▸ **WHAT THE EXERCISE ASKS**
Count, in the data that follows, every line with the string "EndpointConfig", and give that count as the whole reply.

* * * * * * *

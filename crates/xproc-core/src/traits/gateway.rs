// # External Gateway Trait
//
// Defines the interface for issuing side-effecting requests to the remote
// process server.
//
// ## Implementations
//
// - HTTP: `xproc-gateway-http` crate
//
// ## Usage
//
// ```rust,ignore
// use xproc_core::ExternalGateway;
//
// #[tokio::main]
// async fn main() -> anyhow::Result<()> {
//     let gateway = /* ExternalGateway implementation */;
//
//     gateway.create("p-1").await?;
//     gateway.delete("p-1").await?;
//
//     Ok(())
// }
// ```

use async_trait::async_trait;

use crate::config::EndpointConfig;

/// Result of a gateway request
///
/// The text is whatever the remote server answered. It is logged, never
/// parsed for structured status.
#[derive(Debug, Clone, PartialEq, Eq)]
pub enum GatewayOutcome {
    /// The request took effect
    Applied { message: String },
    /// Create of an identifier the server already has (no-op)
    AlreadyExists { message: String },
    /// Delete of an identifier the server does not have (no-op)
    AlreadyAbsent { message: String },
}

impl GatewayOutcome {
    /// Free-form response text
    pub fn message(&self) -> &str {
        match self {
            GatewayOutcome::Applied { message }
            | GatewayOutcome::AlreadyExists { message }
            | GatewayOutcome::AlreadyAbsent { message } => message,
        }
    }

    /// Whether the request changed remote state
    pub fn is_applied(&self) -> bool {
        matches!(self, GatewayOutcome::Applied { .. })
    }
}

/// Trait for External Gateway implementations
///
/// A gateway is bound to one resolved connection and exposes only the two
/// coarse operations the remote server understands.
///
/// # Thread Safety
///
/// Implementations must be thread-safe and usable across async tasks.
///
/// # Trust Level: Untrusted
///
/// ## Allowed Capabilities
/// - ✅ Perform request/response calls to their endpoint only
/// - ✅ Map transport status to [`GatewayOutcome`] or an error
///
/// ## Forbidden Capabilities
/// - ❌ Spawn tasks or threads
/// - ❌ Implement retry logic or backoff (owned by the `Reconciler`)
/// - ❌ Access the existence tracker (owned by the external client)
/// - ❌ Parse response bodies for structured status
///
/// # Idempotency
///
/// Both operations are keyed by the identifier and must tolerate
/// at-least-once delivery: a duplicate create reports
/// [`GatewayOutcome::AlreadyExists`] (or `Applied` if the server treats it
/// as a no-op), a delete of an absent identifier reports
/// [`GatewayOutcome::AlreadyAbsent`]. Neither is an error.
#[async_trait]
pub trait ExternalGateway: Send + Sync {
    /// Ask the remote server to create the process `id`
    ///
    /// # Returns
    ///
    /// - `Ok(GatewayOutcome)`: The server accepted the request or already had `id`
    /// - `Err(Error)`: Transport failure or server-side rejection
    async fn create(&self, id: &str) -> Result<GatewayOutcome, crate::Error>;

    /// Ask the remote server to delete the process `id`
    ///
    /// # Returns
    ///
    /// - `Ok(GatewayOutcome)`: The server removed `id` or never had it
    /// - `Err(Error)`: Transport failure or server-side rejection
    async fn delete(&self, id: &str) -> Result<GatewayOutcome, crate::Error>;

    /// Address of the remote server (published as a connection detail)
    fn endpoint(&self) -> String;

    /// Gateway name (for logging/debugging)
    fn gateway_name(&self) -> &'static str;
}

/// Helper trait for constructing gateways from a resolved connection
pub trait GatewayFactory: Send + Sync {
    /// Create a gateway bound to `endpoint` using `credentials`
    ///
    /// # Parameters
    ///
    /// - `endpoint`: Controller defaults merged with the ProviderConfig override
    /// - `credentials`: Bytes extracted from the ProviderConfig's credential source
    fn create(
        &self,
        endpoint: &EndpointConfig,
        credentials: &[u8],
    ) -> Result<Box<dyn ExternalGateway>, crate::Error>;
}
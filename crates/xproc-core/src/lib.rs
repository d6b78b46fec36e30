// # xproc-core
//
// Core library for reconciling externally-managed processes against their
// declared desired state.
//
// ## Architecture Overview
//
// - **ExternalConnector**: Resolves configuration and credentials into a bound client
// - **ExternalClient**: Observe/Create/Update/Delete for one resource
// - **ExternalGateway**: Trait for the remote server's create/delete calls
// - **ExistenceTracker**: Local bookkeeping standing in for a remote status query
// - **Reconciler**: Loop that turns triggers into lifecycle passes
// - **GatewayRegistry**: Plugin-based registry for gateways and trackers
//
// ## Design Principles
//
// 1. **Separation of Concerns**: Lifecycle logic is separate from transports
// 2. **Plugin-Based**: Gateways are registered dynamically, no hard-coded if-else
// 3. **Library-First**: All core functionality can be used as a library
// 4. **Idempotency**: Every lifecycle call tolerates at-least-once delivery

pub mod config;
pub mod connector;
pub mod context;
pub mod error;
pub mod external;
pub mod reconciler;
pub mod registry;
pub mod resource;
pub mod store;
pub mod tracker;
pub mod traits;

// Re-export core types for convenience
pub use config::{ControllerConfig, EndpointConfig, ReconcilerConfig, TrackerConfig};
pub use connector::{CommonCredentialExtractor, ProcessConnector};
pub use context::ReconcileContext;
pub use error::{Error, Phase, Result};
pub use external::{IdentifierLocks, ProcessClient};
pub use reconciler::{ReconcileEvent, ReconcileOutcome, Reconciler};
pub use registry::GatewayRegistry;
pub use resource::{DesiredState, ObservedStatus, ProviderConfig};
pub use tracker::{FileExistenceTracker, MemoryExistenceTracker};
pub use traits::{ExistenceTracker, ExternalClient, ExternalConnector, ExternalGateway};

* * * * * * *

▸ **RESPONSE AREA**
3